Se sale lo spread, innanzitutto, si verifica un aumento del costo per finanziarsi in capo ad aziende ed istituti di credito. Con effetto a cascata sui privati.

La spada di Damocle? Quando imprese e banche vanno in cerca di finanziamenti in una situazione di turbolenza dovuta allo spread, queste sono quasi costrette ad aumentare i tassi di interesse a cui offrono le loro obbligazioni.

Quindi, per collegarci alla vita reale, se un salumificio industriale chiede dei soldi alla propria banca di fiducia per comprare altri macchinari, l’imprenditore potrà anche ottenerlo, ma pagando più interessi sulla cifra ricevuta.

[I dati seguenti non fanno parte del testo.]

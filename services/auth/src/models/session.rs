//! Persisted session record

use serde::{Deserialize, Serialize};

/// A value wrapped with its absolute expiry
///
/// Stored as `{"value": ..., "expiry": <epoch ms>}`.
#[derive(Debug, Clone, PartialEq, Serialize, Deserialize)]
pub struct SessionRecord<T> {
    pub value: T,
    pub expiry: i64,
}

impl<T> SessionRecord<T> {
    pub fn new(value: T, expiry: i64) -> Self {
        Self { value, expiry }
    }

    /// A record is valid strictly before its expiry instant
    pub fn is_valid_at(&self, now_millis: i64) -> bool {
        now_millis < self.expiry
    }
}
//! Sign-in and sign-out
//!
//! Credentials are checked by the backend API; this module only validates
//! the form, forwards it, and on success records the returned principal as
//! the signed-in session.

use std::sync::Arc;

use async_trait::async_trait;
use serde::Deserialize;
use serde_json::Value;
use tracing::{error, info, warn};

use crate::{
    error::{LoginError, SessionResult},
    models::{LoginCredentials, Principal},
    routes::RouteTable,
    session::SessionStore,
    validation::validate_credentials,
};

/// Message shown when the backend gives no reason for a failure
pub const DEFAULT_LOGIN_ERROR: &str = "An unexpected error occurred. Please try again.";

/// Path of the backend login endpoint
pub const LOGIN_ENDPOINT: &str = "/api/employee/login";

/// Something that can turn credentials into a principal
#[async_trait]
pub trait LoginBackend: Send + Sync {
    async fn authenticate(&self, credentials: &LoginCredentials) -> Result<Principal, LoginError>;
}

/// Backend response envelope
#[derive(Debug, Deserialize)]
struct LoginEnvelope {
    #[serde(rename = "statusCode")]
    status_code: Option<u16>,
    #[serde(default)]
    data: Option<Value>,
    #[serde(default)]
    message: Option<String>,
}

impl LoginEnvelope {
    fn rejection(self) -> LoginError {
        LoginError::Rejected(
            self.message
                .filter(|m| !m.trim().is_empty())
                .unwrap_or_else(|| DEFAULT_LOGIN_ERROR.to_string()),
        )
    }
}

/// Login backend speaking to the REST API over HTTP
#[derive(Clone)]
pub struct HttpLoginBackend {
    client: reqwest::Client,
    base_url: String,
}

impl HttpLoginBackend {
    pub fn new(client: reqwest::Client, base_url: impl Into<String>) -> Self {
        Self {
            client,
            base_url: base_url.into().trim_end_matches('/').to_string(),
        }
    }

    pub fn endpoint(&self) -> String {
        format!("{}{}", self.base_url, LOGIN_ENDPOINT)
    }
}

#[async_trait]
impl LoginBackend for HttpLoginBackend {
    async fn authenticate(&self, credentials: &LoginCredentials) -> Result<Principal, LoginError> {
        let response = self
            .client
            .post(self.endpoint())
            .json(credentials)
            .send()
            .await?;

        let status = response.status();
        let body = response.text().await?;

        let envelope: LoginEnvelope = match serde_json::from_str(&body) {
            Ok(envelope) => envelope,
            Err(_) if !status.is_success() => {
                return Err(LoginError::Rejected(DEFAULT_LOGIN_ERROR.to_string()));
            }
            Err(e) => return Err(LoginError::MalformedResponse(e.to_string())),
        };

        if !status.is_success() || envelope.status_code != Some(200) {
            return Err(envelope.rejection());
        }

        let data = envelope
            .data
            .ok_or_else(|| LoginError::MalformedResponse("missing data".to_string()))?;

        serde_json::from_value(data).map_err(|e| LoginError::MalformedResponse(e.to_string()))
    }
}

/// A completed sign-in
#[derive(Debug, Clone, PartialEq)]
pub struct LoginOutcome {
    pub principal: Principal,
    /// Route to open next
    pub landing: &'static str,
}

/// Signs principals in and out of the session store
#[derive(Clone)]
pub struct LoginService {
    backend: Arc<dyn LoginBackend>,
    store: SessionStore,
    routes: RouteTable,
}

impl LoginService {
    pub fn new(backend: Arc<dyn LoginBackend>, store: SessionStore) -> Self {
        Self {
            backend,
            store,
            routes: RouteTable::default(),
        }
    }

    /// Validate, authenticate, and record the session
    pub async fn login(&self, credentials: &LoginCredentials) -> Result<LoginOutcome, LoginError> {
        info!("Login attempt for user: {}", credentials.username);

        validate_credentials(credentials).map_err(LoginError::Invalid)?;

        let principal = match self.backend.authenticate(credentials).await {
            Ok(principal) => principal,
            Err(e) => {
                warn!("Login failed for user {}: {}", credentials.username, e);
                return Err(e);
            }
        };

        self.store.sign_in(&principal).map_err(|e| {
            error!("Failed to store session: {}", e);
            e
        })?;

        Ok(LoginOutcome {
            landing: self.routes.landing(principal.role),
            principal,
        })
    }

    /// Destroy the signed-in session
    pub fn logout(&self) -> SessionResult<()> {
        info!("Logout request");
        self.store.sign_out()
    }
}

Lo stesso avviene per gli istituti di credito a caccia di ‘aiuti’ sul mercato interbancario. Da qui il motivo per cui gli investitori, in una situazione come quella odierna, decidono di disfarsi delle azioni degli istituti di credito italiani. L’effetto lo possiamo vedere durante le finestre dei telegiornali dedicate alla borsa, quando i cronisti iniziano ad elencare una sfilza di ‘meno virgola’.

Il problema dei titoli di Stato in pancia alle banche

Tutte le banche, comprese le nostrane, hanno nelle loro pance una gran quantità di titoli pubblici. Quindi, se lo spread sale (ovvero sale la differenza del valore tra i titoli di stato italiani e quelli tedeschi, considerati i più solidi), aumenta la percezione del rischio di un default del paese. Di conseguenza Bot-Btp-Cct diminuiscono di valore. A questo punto, gli istituti di credito potrebbero scaricare sui propri clienti l’aggravio di costi: sia attraverso un aumento dei mutui, che dei costi di amministrazione (ad esempio, le odiose ‘spese di gestione’ dei conti correnti).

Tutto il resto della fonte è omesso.